Uma Dose de Freud e uma Porção de Fritas, Por Favor.

Sigmund Freud foi um dos pais da psicologia moderna e o inventor da terapia do “sente no sofá e me fale sobre os seus problemas”. Freud acertou bastante, mas ninguém – nem mesmo ele – acerta sempre. Uma de suas ideias era a de que os pais desempenham um papel determinante na formação das personalidades e saúde emocional de seus filhos. Essa ideia persiste até hoje. Em pleno século 21, é perfeitamente normal e aceitável discutir as deficiências de seus pais como uma espécie de explicação para as suas próprias. Fóruns de autodesenvolvimento lotam salas com histórias recheadas de “pobre de mim” sobre como os pais não foram presentes o suficiente, não mostraram afeto o suficiente ou foram, de uma forma ou de outra, responsáveis pela crise da pessoa.

Hoje, esta ideia de responsabilidade dos pais é tão onipresente que se tornou um clichê, uma paródia. “Oh, mamãe não te abraçou o suficiente? Vamos beber Smirnoff e dirigir BMW’s, isso vai passar.” Existe uma linha muito tênue entre autoaperfeiçoamento e autoindulgência. Como já dizia Renato Russo: “você culpa seus pais por tudo, isso é absurdo; são crianças como você… o que você vai ser quando você crescer?”  

FreudMeu pai era policial rodoviário, introvertido, sonhador e tinha problemas de raiva. Ele morreu de ataque cardíaco aos 42 anos, quando eu tinha 5. Minha mãe foi professora a vida toda e é uma pessoa extrovertida, brincalhona e péssima em controle de finanças. Quando algo dava errado, a culpa inevitavelmente recaia sobre um deles (ou sobre os dois): “briguei mesmo, sou estourada com o meu pai,” ou então “como eu posso guardar algum dinheiro se eu sou consumista compulsiva como a minha mãe?”

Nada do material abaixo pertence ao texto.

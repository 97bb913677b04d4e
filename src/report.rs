//! Results report
//!
//! Collects every strategy's metrics, yearly records and equity curves into
//! one serializable document for downstream consumers.

use serde::{Deserialize, Serialize};
use std::collections::BTreeMap;
use std::path::Path;

use crate::analytics::{EquityCurve, StrategyMetrics, YearlyRecord};
use crate::error::Result;

/// How the reported model was produced
#[derive(Debug, Clone, Serialize, Deserialize)]
pub struct TrainingInfo {
    /// Training episodes run
    pub episodes: usize,
    /// Feature columns the agent observed
    pub features: Vec<String>,
    /// Rows in the historical series
    pub data_points: usize,
    /// ISO timestamp of the run
    pub trained_at: String,
}

/// Full backtest output across all strategies
#[derive(Debug, Clone, Serialize, Deserialize)]
pub struct BacktestReport {
    /// Headline metrics of the learned policy
    pub summary: StrategyMetrics,
    pub training: TrainingInfo,
    /// Per-year records across all strategies
    pub yearly: Vec<YearlyRecord>,
    /// Equity curve per strategy key
    pub equity_curves: BTreeMap<String, EquityCurve>,
    /// Aggregate metrics per strategy key
    pub strategy_metrics: BTreeMap<String, StrategyMetrics>,
}

impl BacktestReport {
    /// Write the report as pretty-printed JSON
    pub fn write_json<P: AsRef<Path>>(&self, path: P) -> Result<()> {
        if let Some(parent) = path.as_ref().parent() {
            if !parent.as_os_str().is_empty() {
                std::fs::create_dir_all(parent)?;
            }
        }
        let file = std::fs::File::create(path.as_ref())?;
        serde_json::to_writer_pretty(file, self)?;
        Ok(())
    }
}

#[cfg(test)]
mod tests {
    use super::*;

    fn sample_metrics() -> StrategyMetrics {
        StrategyMetrics {
            total_return: 12.34,
            win_rate: 55.0,
            sharpe_ratio: 1.1,
            max_drawdown: -8.2,
            total_trades: 14,
            profit_factor: 1.6,
        }
    }

    #[test]
    fn test_report_json_roundtrip() {
        let dir = tempfile::tempdir().unwrap();
        let path = dir.path().join("results").join("backtest.json");

        let mut strategy_metrics = BTreeMap::new();
        strategy_metrics.insert("dqn".to_string(), sample_metrics());

        let report = BacktestReport {
            summary: sample_metrics(),
            training: TrainingInfo {
                episodes: 50,
                features: vec!["rsi".into()],
                data_points: 1_000,
                trained_at: "2024-01-01T00:00:00Z".into(),
            },
            yearly: Vec::new(),
            equity_curves: BTreeMap::new(),
            strategy_metrics,
        };
        report.write_json(&path).unwrap();

        let restored: BacktestReport =
            serde_json::from_reader(std::fs::File::open(&path).unwrap()).unwrap();
        assert_eq!(restored.summary, sample_metrics());
        assert_eq!(restored.training.episodes, 50);
        assert!(restored.strategy_metrics.contains_key("dqn"));
    }
}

Na verdade, essa é uma ótima desculpa para nos livrar das encrencas em que nós mesmos nos colocamos. Funciona bem até nos darmos conta de que essa influência é, na verdade, muito pequena. Muito menor do que Freud pensava. E muito menor do que a maioria de nós tende a pensar. Traumas de infância são traumas de infância, não importa se eles foram causados pelos pais, por algum professor, por um valentão da escola, ou por um ataque de vespas africanas na TPM. Na verdade, os pais de merda em um ambiente bom são melhores do que pais bons em um ambiente de merda.

Afinal de contas, alguém tem culpa nessa história?

À medida que crescemos algo terrível acontece. Percebemos que os nossos pais são pessoas. Eles erram. Eles têm problemas. Às vezes, problemas graves. E o que é pior é que, quando chegamos aos nossos vinte ou trinta e tantos, começamos a perceber que nós também temos problemas, muitos dos quais são IDÊNTICOS aos problemas dos nossos pais! Maldição! Por isso, é quase impossível não encontrar algum tipo de correlação entre o comportamento deles e o nosso próprio enquanto adultos. Eles são semelhantes demais para serem ignorados! Mas é aqui que a coisa muda: a verdade é que os nossos problemas são, simplesmente, nossos problemas, independentemente do que os nossos pais fizeram ou deixaram de fazer. Nós somos responsáveis por nós mesmos, e ao mesmo tempo em que não podemos controlar a nossa genética ou a nossa história de vida, sempre podemos controlar o que fazemos com base nelas. Todos, sem exceção, têm experiências de merda. Algumas são piores do que as outras, mas elas estão todas lá. E depende de nossa capacidade de discernimento, enquanto adultos, reinterpretá-las, alterá-las e construir algo positivo com elas. Nós somos responsáveis por quem nós somos hoje. Não é tudo culpa deles. Honestamente, não importa de quem é a culpa. Porque a responsabilidade é sempre sua. Então, se você está em um grande buraco, comece a subir sem olhar para trás.